• **Exercise brief**
For the string "result", search the entries below and copy every line where it appears.

• **Data listing**
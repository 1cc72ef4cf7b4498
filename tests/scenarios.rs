use bipolar_digraphs::{
    algebra::Polarization,
    datatypes::{ActionContainer, Decimal, ValuationDomain},
    digraph::{choices::KernelKind, ranking::KemenyConfig, ranking::RankingRule, Digraph},
    error::DigraphError,
    graph::Graph,
    random::{random_tournament, random_valuation_digraph},
};
use quickcheck_macros::quickcheck;
use test_log::test;

fn actions(keys: &[&str]) -> ActionContainer {
    ActionContainer::from_keys(keys.iter().copied()).unwrap()
}

fn digraph(keys: &[&str], fill: Decimal, arcs: &[(&str, &str, Decimal)]) -> Digraph {
    let mut result =
        Digraph::with_value(actions(keys), ValuationDomain::normalized(), fill).unwrap();
    for (x, y, value) in arcs {
        result.set_edge_value(x, y, *value).unwrap();
    }
    result
}

/// `r(a,b) = r(b,c) = 1`, `r(a,c) = -1`, every other pair at `0`.
fn chain() -> Digraph {
    digraph(
        &["a", "b", "c"],
        Decimal::ZERO,
        &[
            ("a", "b", Decimal::ONE),
            ("b", "c", Decimal::ONE),
            ("a", "c", Decimal::MINUS_ONE),
        ],
    )
}

/// Crisp linear order following the key order.
fn transitive_tournament(keys: &[&str]) -> Digraph {
    let arcs: Vec<(&str, &str, Decimal)> = keys
        .iter()
        .enumerate()
        .flat_map(|(i, x)| keys[i + 1..].iter().map(move |y| (*x, *y, Decimal::ONE)))
        .collect();
    digraph(keys, Decimal::MINUS_ONE, &arcs)
}

fn same_relation(first: &Digraph, second: &Digraph) -> bool {
    first.order() == second.order()
        && first
            .pairs()
            .all(|(x, y)| first.value_at(x, y) == second.value_at(x, y))
}

#[test]
fn converse_symmetry() {
    let converse = chain().converse();
    assert_eq!(converse.value("b", "a"), Ok(Decimal::ONE));
    assert_eq!(converse.value("c", "b"), Ok(Decimal::ONE));
    assert_eq!(converse.value("c", "a"), Ok(Decimal::MINUS_ONE));
    assert_eq!(converse.value("a", "b"), Ok(Decimal::ZERO));
}

#[test]
fn median_cut() {
    let half = Decimal::from_ratio(1, 2).unwrap();
    let cut = chain()
        .polarized(&Polarization::at(half).strict(true).keep_values(false).alpha(true))
        .unwrap();
    for (x, y) in cut.pairs() {
        let expected = match (cut.actions().key(x), cut.actions().key(y)) {
            ("a", "b") | ("b", "c") => Decimal::ONE,
            _ => Decimal::MINUS_ONE,
        };
        assert_eq!(cut.value_at(x, y), expected);
    }
    assert_eq!(cut.size(), 2);
    assert_eq!(
        chain().polarized(&Polarization::at(Decimal::from_int(2))),
        Err(DigraphError::InvalidLevel {
            level: Decimal::from_int(2),
            med: Decimal::ZERO,
            max: Decimal::ONE,
        })
    );
}

#[test]
fn kohler_on_a_three_cycle() {
    let cycle = digraph(
        &["a", "b", "c"],
        Decimal::MINUS_ONE,
        &[
            ("a", "b", Decimal::ONE),
            ("b", "c", Decimal::ONE),
            ("c", "a", Decimal::ONE),
        ],
    );
    let ranking = cycle.kohler_ranking();
    assert_eq!(ranking.ranking, vec!["a", "b", "c"]);
    assert_eq!(ranking.rank_of("a"), Some(1));
    assert_eq!(ranking.order(), vec!["c", "b", "a"]);
}

#[test]
fn bipolar_correlation() {
    let relation = chain();
    let itself = relation.bipolar_correlation(&relation, false).unwrap();
    assert_eq!(itself.correlation, Decimal::ONE);
    assert!(itself.determination > Decimal::ZERO);
    let dual = relation.bipolar_correlation(&relation.dual(), false).unwrap();
    assert_eq!(dual.correlation, Decimal::MINUS_ONE);
    assert_eq!(dual.determination, itself.determination);

    let other = transitive_tournament(&["a", "b", "d"]);
    assert!(matches!(
        relation.bipolar_correlation(&other, false),
        Err(DigraphError::DomainMismatch(_))
    ));
}

#[test]
fn chordless_cycles_of_c5() {
    let odd: Vec<_> = Graph::cycle(5)
        .chordless_cycles(false)
        .into_iter()
        .filter(|cycle| cycle.is_odd())
        .collect();
    assert_eq!(odd.len(), 1);
    assert_eq!(odd[0].len(), 5);
    let mut members: Vec<u32> = odd[0].set().iter().collect();
    members.sort_unstable();
    assert_eq!(members, vec![0, 1, 2, 3, 4]);
}

#[test]
fn comparability_of_p3() {
    let mut path = Graph::empty(actions(&["v1", "v2", "v3"]), ValuationDomain::normalized());
    path.set_edge_value("v1", "v2", Decimal::ONE).unwrap();
    path.set_edge_value("v2", "v3", Decimal::ONE).unwrap();
    assert!(path.is_comparability_graph());
    let orientation = path.orientation();
    assert_eq!(orientation.classes(), 1);
    assert_eq!(
        orientation.label(0, 1).abs(),
        orientation.label(1, 2).abs()
    );
    let oriented = path.transitive_orientation().unwrap();
    assert_eq!(oriented.transitivity_degree(), Decimal::ONE);
    assert_eq!(oriented.size(), 2);
}

#[test]
fn single_action() {
    let single = digraph(&["a"], Decimal::ZERO, &[]);
    for rule in [
        RankingRule::Kohler,
        RankingRule::ArrowRaynaud,
        RankingRule::RankedPairs,
        RankingRule::Kemeny,
        RankingRule::Slater,
        RankingRule::Copeland,
        RankingRule::NetFlows,
    ] {
        assert_eq!(single.ranking(rule).unwrap().ranking, vec!["a"]);
    }
    let correlation = single.bipolar_correlation(&single, false).unwrap();
    assert_eq!(correlation.correlation, Decimal::ONE);
    let ranking = single.ranking_by_choosing(false).unwrap();
    assert_eq!(ranking.weak_order(), vec![vec!["a"]]);
}

#[test]
fn terminal_pair() {
    let pair = transitive_tournament(&["a", "b"]);
    let ranking = pair.ranking_by_choosing(false).unwrap();
    assert_eq!(ranking.result.len(), 1);
    assert_eq!(ranking.weak_order(), vec![vec!["a"], vec!["b"]]);

    let tie = digraph(&["a", "b"], Decimal::ZERO, &[]);
    assert_eq!(
        tie.ranking_by_choosing(false).unwrap().weak_order(),
        vec![vec!["a", "b"]]
    );
}

#[test]
fn tournament_rankings_agree() {
    let keys = ["a", "b", "c", "d", "e"];
    let tournament = transitive_tournament(&keys);
    let config = KemenyConfig::default();
    let kemeny = tournament.kemeny_ranking(&config).unwrap();
    let slater = tournament.slater_ranking(&config).unwrap();
    let ranked_pairs = tournament.ranked_pairs_ranking();
    assert_eq!(kemeny.ranking, keys);
    assert_eq!(slater.ranking, kemeny.ranking);
    assert_eq!(ranked_pairs.ranking, kemeny.ranking);
    let correlation = tournament.correlation_with_ranking(&kemeny).unwrap();
    assert_eq!(correlation.correlation, Decimal::ONE);
}

#[quickcheck]
fn kemeny_and_slater_agree_on_tournaments(seed: u64) -> bool {
    let tournament = random_tournament(5, seed);
    let config = KemenyConfig::default();
    tournament.kemeny_ranking(&config).unwrap().ranking
        == tournament.slater_ranking(&config).unwrap().ranking
}

#[quickcheck]
fn valuations_stay_in_bounds(seed: u64) -> bool {
    let relation = random_valuation_digraph(5, ValuationDomain::normalized(), 2, seed);
    let domain = *relation.domain();
    [relation.dual(), relation.codual(), relation.symmetric_part()]
        .iter()
        .all(|derived| {
            derived
                .pairs()
                .all(|(x, y)| domain.contains(derived.value_at(x, y)))
        })
}

#[quickcheck]
fn duality_involutions(seed: u64) -> bool {
    let relation = random_valuation_digraph(5, ValuationDomain::normalized(), 2, seed);
    same_relation(&relation.dual().dual(), &relation)
        && same_relation(&relation.converse().converse(), &relation)
        && same_relation(&relation.codual(), &relation.dual().converse())
        && same_relation(&relation.codual(), &relation.converse().dual())
}

#[quickcheck]
fn polarization_is_monotone(seed: u64) -> bool {
    let relation = random_valuation_digraph(6, ValuationDomain::normalized(), 2, seed);
    let size = |tenths: i64| {
        relation
            .polarized(&Polarization::at(Decimal::from_ratio(tenths, 10).unwrap_or_default()))
            .map(|cut| cut.size())
            .unwrap_or_default()
    };
    (0..10).all(|tenths| size(tenths + 1) <= size(tenths))
}

#[quickcheck]
fn correlation_reflexivity(seed: u64) -> bool {
    let relation = random_valuation_digraph(5, ValuationDomain::normalized(), 2, seed);
    let itself = relation.bipolar_correlation(&relation, false).unwrap();
    if !itself.is_defined() {
        return true;
    }
    let dual = relation.bipolar_correlation(&relation.dual(), false).unwrap();
    itself.correlation == Decimal::ONE && dual.correlation == Decimal::MINUS_ONE
}

#[quickcheck]
fn prekernels_are_independent(seed: u64) -> bool {
    let relation = random_valuation_digraph(6, ValuationDomain::normalized(), 1, seed);
    let med = relation.domain().med();
    [KernelKind::Dominant, KernelKind::Absorbent]
        .into_iter()
        .flat_map(|kind| relation.prekernels(kind))
        .all(|kernel| relation.independence(&kernel) > med)
}

#[quickcheck]
fn ranked_pairs_are_acyclic(seed: u64) -> bool {
    let relation = random_valuation_digraph(6, ValuationDomain::normalized(), 2, seed);
    !relation.ranked_pairs_digraph().detect_chordless_circuits()
}

#[quickcheck]
fn circuit_closures(seed: u64) -> bool {
    let relation = random_valuation_digraph(5, ValuationDomain::normalized(), 1, seed);
    let coca = relation.coca_digraph().unwrap();
    let augmented = coca.digraph().order() == relation.order() + coca.hubs().len()
        && coca.original_order() == relation.order();
    let outcome = relation.coce_digraph_outcome().unwrap();
    let eliminated = !outcome.resolved || !outcome.digraph.detect_chordless_circuits();
    augmented && eliminated && outcome.level >= relation.domain().med()
}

• **Reply**
    let mut result =
        result.set_edge_value(x, y, *value).unwrap();
    result
    assert_eq!(ranking.result.len(), 1);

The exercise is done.